● **Entries supplied**

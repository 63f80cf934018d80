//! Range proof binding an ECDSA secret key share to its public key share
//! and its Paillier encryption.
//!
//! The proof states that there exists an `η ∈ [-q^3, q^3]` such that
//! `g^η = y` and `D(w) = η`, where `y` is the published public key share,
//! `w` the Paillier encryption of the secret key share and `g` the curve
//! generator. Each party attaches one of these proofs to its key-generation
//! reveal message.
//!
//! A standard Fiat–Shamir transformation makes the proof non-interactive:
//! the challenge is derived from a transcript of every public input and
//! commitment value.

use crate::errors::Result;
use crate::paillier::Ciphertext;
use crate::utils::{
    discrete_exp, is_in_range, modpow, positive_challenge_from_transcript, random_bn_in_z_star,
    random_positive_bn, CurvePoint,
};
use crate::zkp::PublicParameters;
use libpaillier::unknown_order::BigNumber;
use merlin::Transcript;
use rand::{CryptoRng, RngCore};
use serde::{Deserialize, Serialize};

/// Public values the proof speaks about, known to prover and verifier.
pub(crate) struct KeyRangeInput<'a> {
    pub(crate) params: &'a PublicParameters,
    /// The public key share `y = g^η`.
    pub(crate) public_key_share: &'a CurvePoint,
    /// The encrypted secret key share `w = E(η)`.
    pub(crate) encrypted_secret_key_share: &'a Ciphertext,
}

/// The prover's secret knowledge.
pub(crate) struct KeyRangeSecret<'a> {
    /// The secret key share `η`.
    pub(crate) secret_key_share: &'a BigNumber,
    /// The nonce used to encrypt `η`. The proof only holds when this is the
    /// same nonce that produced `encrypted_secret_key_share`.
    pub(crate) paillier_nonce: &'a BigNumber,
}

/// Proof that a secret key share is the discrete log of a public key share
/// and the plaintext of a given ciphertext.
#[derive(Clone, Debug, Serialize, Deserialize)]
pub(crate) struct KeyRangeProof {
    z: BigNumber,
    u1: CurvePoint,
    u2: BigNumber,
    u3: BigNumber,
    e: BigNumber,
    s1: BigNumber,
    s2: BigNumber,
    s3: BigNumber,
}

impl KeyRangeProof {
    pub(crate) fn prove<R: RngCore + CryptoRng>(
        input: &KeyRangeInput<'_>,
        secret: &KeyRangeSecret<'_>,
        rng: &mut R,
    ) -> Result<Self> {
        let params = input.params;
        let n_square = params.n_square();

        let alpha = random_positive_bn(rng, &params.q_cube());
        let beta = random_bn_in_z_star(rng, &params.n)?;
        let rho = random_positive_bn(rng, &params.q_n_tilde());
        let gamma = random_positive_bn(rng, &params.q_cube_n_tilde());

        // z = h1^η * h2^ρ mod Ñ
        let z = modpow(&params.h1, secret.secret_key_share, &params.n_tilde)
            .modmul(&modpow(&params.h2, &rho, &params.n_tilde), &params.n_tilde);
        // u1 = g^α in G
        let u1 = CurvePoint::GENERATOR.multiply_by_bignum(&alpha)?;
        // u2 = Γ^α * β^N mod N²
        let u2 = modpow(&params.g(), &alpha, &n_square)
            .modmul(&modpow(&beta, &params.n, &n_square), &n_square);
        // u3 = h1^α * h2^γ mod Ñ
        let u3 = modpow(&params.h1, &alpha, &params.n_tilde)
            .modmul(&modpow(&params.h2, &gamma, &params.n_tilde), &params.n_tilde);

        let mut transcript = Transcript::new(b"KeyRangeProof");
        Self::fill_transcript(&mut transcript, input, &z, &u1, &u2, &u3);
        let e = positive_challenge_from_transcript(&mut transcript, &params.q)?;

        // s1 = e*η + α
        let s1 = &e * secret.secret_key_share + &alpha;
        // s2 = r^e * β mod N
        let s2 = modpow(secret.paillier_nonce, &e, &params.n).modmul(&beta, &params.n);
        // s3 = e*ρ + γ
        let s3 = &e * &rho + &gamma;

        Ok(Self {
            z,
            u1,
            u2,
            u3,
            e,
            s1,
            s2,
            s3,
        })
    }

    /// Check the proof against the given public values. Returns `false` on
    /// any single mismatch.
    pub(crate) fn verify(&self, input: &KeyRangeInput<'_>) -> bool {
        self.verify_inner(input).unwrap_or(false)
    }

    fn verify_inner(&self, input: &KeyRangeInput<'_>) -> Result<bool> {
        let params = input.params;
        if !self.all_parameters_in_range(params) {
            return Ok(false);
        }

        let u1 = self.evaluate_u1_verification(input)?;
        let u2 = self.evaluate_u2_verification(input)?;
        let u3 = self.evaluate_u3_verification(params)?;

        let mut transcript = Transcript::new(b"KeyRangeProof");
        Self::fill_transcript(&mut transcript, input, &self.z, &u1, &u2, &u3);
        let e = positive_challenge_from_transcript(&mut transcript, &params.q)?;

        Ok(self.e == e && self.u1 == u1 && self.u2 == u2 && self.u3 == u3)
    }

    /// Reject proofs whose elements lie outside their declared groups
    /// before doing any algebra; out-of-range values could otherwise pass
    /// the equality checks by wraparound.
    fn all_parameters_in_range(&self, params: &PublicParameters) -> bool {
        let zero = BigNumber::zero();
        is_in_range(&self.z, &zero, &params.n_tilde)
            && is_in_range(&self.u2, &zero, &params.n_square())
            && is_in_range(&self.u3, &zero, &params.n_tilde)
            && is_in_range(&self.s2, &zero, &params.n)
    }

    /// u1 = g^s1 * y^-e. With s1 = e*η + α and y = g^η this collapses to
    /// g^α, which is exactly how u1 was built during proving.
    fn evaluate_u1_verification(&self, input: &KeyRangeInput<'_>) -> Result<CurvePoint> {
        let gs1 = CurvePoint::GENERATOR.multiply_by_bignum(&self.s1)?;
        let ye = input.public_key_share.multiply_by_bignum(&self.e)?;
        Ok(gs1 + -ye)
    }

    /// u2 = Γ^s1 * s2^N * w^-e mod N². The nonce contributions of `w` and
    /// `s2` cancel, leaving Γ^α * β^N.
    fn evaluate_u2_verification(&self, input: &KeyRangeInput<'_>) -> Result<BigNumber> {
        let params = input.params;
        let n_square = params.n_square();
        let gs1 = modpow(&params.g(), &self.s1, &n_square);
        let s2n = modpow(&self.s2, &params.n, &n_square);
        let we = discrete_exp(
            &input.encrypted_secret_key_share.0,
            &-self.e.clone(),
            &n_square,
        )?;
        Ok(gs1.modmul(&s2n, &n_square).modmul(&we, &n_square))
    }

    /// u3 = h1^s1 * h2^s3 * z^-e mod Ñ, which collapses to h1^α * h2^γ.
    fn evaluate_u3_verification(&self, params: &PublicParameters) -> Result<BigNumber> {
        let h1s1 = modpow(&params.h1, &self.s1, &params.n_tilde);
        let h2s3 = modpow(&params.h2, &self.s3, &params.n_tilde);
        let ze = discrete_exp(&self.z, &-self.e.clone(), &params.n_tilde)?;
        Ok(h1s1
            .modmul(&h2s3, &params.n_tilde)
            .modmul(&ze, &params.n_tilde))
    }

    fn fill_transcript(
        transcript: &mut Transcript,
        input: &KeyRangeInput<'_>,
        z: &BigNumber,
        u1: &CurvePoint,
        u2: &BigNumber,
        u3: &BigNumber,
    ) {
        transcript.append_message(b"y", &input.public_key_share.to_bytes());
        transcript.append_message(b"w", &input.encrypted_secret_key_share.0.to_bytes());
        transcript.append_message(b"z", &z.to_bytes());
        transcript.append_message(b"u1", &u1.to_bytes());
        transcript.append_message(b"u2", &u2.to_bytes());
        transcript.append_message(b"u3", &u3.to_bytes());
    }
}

--

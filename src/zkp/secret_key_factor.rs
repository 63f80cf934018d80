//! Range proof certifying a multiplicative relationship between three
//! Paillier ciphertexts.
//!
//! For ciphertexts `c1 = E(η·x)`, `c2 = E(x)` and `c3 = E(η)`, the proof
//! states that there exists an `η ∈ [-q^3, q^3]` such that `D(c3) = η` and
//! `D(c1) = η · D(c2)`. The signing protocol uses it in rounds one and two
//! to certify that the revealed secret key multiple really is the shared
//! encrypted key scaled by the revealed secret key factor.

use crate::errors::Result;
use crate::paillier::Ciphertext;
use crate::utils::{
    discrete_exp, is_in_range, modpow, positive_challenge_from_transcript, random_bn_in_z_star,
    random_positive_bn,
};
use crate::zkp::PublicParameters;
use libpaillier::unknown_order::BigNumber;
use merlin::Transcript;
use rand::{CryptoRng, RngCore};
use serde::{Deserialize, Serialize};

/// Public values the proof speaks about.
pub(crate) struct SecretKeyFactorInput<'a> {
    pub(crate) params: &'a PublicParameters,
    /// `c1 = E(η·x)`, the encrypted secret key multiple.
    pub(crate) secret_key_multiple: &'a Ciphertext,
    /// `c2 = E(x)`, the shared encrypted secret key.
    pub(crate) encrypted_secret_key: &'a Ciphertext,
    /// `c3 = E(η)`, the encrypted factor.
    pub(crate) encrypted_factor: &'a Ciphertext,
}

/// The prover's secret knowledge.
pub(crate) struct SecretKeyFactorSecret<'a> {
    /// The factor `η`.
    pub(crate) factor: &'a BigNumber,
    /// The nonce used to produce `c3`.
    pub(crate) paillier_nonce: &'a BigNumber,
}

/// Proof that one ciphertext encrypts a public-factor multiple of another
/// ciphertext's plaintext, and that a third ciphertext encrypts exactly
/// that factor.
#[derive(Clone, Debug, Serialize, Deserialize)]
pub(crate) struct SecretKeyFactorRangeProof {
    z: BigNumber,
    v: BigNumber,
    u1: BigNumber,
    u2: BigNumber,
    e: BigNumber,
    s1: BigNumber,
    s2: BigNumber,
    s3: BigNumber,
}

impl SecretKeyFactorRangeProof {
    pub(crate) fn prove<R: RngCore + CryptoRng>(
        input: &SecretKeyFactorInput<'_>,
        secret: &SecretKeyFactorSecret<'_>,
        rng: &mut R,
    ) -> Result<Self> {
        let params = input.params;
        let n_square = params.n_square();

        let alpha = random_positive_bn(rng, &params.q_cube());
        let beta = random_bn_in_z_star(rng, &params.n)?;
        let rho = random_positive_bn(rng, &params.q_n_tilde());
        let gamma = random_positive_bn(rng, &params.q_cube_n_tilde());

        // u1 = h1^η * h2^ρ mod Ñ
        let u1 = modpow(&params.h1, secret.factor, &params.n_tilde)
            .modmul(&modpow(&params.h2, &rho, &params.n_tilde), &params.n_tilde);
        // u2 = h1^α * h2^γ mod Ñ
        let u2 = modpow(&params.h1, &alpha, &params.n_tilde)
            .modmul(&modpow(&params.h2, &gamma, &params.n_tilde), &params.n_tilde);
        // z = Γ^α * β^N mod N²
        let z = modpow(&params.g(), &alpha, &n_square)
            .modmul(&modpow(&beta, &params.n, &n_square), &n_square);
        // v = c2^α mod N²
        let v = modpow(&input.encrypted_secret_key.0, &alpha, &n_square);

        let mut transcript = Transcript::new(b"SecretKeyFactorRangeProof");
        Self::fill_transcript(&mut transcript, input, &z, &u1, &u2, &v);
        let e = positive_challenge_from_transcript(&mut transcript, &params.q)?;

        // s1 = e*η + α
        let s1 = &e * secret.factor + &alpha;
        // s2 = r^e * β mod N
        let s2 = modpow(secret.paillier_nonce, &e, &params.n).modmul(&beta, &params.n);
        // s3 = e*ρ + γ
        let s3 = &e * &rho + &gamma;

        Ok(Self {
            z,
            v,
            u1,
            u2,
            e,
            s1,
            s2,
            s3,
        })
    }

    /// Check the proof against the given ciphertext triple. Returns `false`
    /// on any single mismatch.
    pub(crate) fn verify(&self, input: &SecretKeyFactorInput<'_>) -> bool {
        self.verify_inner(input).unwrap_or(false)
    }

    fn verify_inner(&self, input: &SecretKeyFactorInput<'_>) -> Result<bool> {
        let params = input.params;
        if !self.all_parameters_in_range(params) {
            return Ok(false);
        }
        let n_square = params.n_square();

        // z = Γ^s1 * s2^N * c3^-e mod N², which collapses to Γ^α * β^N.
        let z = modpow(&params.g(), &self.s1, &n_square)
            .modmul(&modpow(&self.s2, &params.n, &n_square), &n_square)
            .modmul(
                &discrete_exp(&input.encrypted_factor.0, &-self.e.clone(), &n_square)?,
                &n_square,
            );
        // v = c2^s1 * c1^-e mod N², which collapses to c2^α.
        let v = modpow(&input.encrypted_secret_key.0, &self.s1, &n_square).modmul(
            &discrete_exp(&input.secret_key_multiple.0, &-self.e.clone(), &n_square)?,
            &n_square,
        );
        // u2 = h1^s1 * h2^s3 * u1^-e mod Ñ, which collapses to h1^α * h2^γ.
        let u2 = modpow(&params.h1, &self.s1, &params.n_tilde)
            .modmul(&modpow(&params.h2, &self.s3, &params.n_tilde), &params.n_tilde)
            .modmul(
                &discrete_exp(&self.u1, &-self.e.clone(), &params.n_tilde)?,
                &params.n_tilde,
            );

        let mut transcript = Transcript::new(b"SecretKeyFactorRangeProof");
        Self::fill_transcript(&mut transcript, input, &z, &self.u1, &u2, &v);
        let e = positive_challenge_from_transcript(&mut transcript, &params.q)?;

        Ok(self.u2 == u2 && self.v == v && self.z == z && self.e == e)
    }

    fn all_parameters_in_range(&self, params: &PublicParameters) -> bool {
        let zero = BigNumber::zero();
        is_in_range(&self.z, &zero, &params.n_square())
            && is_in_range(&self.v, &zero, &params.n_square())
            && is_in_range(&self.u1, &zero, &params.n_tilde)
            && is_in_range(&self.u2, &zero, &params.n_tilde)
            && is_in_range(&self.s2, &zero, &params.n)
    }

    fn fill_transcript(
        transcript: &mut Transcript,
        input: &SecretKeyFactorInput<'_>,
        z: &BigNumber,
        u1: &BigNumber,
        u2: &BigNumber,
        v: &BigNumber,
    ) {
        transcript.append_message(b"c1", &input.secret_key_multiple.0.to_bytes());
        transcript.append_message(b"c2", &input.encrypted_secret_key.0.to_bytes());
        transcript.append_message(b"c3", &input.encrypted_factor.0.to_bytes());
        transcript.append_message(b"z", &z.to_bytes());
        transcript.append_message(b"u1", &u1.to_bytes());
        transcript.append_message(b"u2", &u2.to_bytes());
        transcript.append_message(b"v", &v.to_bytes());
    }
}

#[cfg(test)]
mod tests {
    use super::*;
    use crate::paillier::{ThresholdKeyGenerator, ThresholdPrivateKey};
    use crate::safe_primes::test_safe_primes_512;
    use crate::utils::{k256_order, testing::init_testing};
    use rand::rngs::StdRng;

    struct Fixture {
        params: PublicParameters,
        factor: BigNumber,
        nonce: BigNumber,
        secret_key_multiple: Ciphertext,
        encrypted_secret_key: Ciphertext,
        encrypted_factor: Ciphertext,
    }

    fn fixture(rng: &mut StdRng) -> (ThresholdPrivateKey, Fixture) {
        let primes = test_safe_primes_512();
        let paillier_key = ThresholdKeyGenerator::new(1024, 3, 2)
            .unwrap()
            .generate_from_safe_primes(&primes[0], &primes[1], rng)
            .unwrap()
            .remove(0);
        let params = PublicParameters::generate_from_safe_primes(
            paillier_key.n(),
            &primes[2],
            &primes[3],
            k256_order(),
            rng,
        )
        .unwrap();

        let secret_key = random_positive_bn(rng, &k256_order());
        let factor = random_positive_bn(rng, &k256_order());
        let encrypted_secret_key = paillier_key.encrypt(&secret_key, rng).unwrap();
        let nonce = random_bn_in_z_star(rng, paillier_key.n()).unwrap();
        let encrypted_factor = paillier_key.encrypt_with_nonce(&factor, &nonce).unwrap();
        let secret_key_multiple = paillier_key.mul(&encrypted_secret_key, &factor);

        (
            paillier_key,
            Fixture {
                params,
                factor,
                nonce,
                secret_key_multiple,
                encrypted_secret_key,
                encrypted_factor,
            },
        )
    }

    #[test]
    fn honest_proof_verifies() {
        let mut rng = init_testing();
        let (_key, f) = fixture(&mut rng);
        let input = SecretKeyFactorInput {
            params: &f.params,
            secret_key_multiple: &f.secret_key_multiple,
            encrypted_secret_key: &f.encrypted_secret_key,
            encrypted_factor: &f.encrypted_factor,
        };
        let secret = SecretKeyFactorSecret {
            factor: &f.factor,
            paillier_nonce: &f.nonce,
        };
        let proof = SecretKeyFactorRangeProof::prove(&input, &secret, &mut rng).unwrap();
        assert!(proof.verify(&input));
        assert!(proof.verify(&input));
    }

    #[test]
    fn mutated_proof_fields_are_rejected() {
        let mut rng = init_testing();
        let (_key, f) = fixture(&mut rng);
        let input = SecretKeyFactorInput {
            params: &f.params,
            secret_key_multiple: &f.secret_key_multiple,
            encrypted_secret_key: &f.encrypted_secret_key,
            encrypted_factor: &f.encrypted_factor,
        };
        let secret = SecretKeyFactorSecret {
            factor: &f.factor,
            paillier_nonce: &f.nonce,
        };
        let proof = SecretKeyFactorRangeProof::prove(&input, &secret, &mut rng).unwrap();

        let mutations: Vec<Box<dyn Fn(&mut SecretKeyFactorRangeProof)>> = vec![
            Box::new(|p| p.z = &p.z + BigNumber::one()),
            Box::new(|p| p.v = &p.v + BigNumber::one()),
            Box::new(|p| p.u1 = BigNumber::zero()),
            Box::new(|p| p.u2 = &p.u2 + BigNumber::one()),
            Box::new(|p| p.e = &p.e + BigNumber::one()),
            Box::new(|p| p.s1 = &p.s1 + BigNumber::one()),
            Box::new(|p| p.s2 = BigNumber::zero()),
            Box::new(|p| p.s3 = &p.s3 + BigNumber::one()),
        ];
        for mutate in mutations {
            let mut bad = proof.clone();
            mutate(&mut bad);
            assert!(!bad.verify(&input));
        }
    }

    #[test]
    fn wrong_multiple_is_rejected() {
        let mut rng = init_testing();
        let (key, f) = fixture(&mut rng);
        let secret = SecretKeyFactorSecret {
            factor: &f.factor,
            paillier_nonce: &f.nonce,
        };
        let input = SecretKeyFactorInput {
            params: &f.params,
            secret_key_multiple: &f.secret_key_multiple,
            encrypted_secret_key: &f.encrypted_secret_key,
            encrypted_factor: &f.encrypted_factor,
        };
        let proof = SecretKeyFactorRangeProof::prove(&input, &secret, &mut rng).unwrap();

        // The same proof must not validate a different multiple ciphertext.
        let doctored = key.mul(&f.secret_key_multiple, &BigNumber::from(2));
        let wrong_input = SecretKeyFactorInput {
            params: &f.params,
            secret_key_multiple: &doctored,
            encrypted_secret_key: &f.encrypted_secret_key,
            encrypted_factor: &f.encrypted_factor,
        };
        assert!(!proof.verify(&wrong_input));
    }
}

● **Task directions**
Extract all lines from the data in which "revealed" is found.

● **Exercise result**
//! to certify that the revealed secret key multiple really is the shared
//! encrypted key scaled by the revealed secret key factor.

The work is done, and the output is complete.